Xiphocentronidae

Scientific classification
- Kingdom: Animalia
- Phylum: Arthropoda
- Clade: Pancrustacea
- Class: Insecta
- Order: Trichoptera
- Suborder: Annulipalpia
- Superfamily: Hydropsychoidea
- Family: Xiphocentronidae Schmid, 1982
- Subfamilies: Proxiphocentroninae Xiphocentroninae

= Xiphocentronidae =

Family of caddisflies

The Xiphocentronidae are a family of caddisflies.

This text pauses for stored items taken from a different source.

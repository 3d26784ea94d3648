//! Utility modules
//!
//! Common utilities used throughout the StudyBuddy application.

pub mod errors;
pub mod helpers;
pub mod logging;

pub use errors::{Result, StudyBuddyError};
//! Stress triage flow
//!
//! Single-question triage: the user picks one of four stress levels
//! and receives a canned response. The flow clears after one choice;
//! there is no re-prompt loop.

use crate::catalog::{keyboards, labels, texts};
use crate::dispatcher::Reply;
use crate::state::{ActiveFlow, SessionStore};
use crate::storage::EventLog;

/// Enter the triage, showing the level prompt.
pub fn start(store: &mut SessionStore, user_id: i64, events: &dyn EventLog) -> Vec<Reply> {
    events.record("STRESS_MANAGEMENT", user_id, "Triage shown");

    let session = store.get_or_create(user_id, chrono::Utc::now());
    session.active_flow = ActiveFlow::StressTriage;

    vec![Reply::with_keyboard(
        texts::STRESS_PROMPT,
        keyboards::stress_levels(),
    )]
}

/// Handle the user's level choice. Whatever they send, recognized or
/// not, the triage is over afterwards.
pub fn handle_choice(
    store: &mut SessionStore,
    user_id: i64,
    first_name: &str,
    text: &str,
) -> Vec<Reply> {
    if text == labels::BTN_BACK_TO_MENU {
        store.remove(user_id);
        return vec![Reply::with_keyboard(
            texts::welcome(first_name),
            keyboards::main_menu(),
        )];
    }

    if let Some(session) = store.get_mut(user_id) {
        session.active_flow = ActiveFlow::Idle;
    }

    let response = match text {
        labels::BTN_STRESS_LOW => texts::STRESS_LOW_RESPONSE.to_string(),
        labels::BTN_STRESS_MODERATE => texts::STRESS_MODERATE_RESPONSE.to_string(),
        labels::BTN_STRESS_HIGH => texts::stress_high_response(),
        labels::BTN_STRESS_SEVERE => texts::STRESS_SEVERE_RESPONSE.to_string(),
        _ => texts::CHOOSE_FROM_OPTIONS.to_string(),
    };

    vec![Reply::with_keyboard(response, keyboards::main_menu())]
}

#[cfg(test)]
mod tests {
    use super::*;
    use crate::state::FlowKind;
    use crate::storage::NullEventLog;

    #[test]
    fn test_triage_is_one_shot() {
        let mut store = SessionStore::default();
        start(&mut store, 1, &NullEventLog);

        let replies = handle_choice(&mut store, 1, "علی", "🟡 متوسط");
        assert_eq!(replies[0].text, texts::STRESS_MODERATE_RESPONSE);
        assert_eq!(store.get(1).unwrap().flow_kind(), FlowKind::Idle);
    }

    #[test]
    fn test_high_level_refers_to_counselor() {
        let mut store = SessionStore::default();
        start(&mut store, 1, &NullEventLog);

        let replies = handle_choice(&mut store, 1, "علی", "🟠 زیاد");
        assert!(replies[0].text.contains(labels::COUNSELING_PHONE));
    }

    #[test]
    fn test_unknown_input_still_clears_flow() {
        let mut store = SessionStore::default();
        start(&mut store, 1, &NullEventLog);

        let replies = handle_choice(&mut store, 1, "علی", "نمی‌دانم");
        assert_eq!(replies[0].text, texts::CHOOSE_FROM_OPTIONS);
        assert_eq!(store.get(1).unwrap().flow_kind(), FlowKind::Idle);
    }

    #[test]
    fn test_back_to_menu_destroys_session() {
        let mut store = SessionStore::default();
        start(&mut store, 1, &NullEventLog);

        let replies = handle_choice(&mut store, 1, "علی", "🔙 بازگشت به منو");
        assert!(replies[0].text.contains("علی"));
        assert!(store.get(1).is_none());
    }
}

It has previously been treated as a subfamily of Psychomyiidae, and has a broad distribution, including parts of Asia, Central Africa and the Americas. It contains nine genera, in three subfamilies: Since the subgenus Cnodocentron (Caenocentron) was elevated to genus level; and the Cretaceous fossil genus Palerasnitsynus was moved from Psychomyiidae to a new subfamily within Xiphocentronidae.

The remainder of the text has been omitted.